• The problem
Print the data that follows exactly as it stands, from its first line through the line containing "its state machine.", and stop there.

• Data for this exercise
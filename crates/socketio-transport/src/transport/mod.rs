//! The transport capability contract a connection manager drives, and its
//! websocket implementation.

use socketio_transport_core::{Packet, PacketBuf, TransportType};

pub mod ws;

/// The lifecycle state of one transport instance. Strictly owned by that
/// instance; state only moves through the transitions of its state machine.
#[derive(Debug, Copy, Clone, PartialEq)]
pub enum TransportState {
    Closed,
    Connecting,
    Opening,
    Open,
    /// Suppressed while a replacement transport takes over; outbound traffic
    /// is refused but the connection stays up.
    Paused,
}

/// The capability contract between a connection manager and a transport.
pub trait Transport {
    fn transport_type(&self) -> TransportType;

    fn state(&self) -> TransportState;

    /// Establish the underlying connection. No-op unless the transport is
    /// currently [`TransportState::Closed`].
    fn open(&self);

    /// Suppress outbound traffic while a replacement transport takes over.
    fn pause(&self);

    /// Release the underlying connection. Idempotent.
    fn close(&self);

    /// Poll the server for buffered packets. Meaningful for polling
    /// transports only; socket transports receive frames as they arrive.
    fn poll(&self);

    /// Send one packet. Refused (with a log, not an error) while the
    /// transport is [`TransportState::Closed`] or [`TransportState::Paused`].
    fn send(&self, packet: Packet);

    /// Send a batch of packets in order, then clear the caller's buffer to
    /// signal that it has been consumed. When sending is refused the buffer
    /// is left untouched.
    fn send_all(&self, packets: &mut PacketBuf);

    /// Whether an HTTP request is currently in flight. Always `false` for
    /// socket transports.
    fn is_request_in_progress(&self) -> bool;

    /// Whether a long-poll cycle is currently in flight. Always `false` for
    /// socket transports.
    fn is_polling_in_progress(&self) -> bool;
}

• Solved exercise
filename crates/socketio-transport/src/transport/mod.rs
//! The transport capability contract a connection manager drives, and its
//! websocket implementation.

use socketio_transport_core::{Packet, PacketBuf, TransportType};

pub mod ws;

/// The lifecycle state of one transport instance. Strictly owned by that
/// instance; state only moves through the transitions of its state machine.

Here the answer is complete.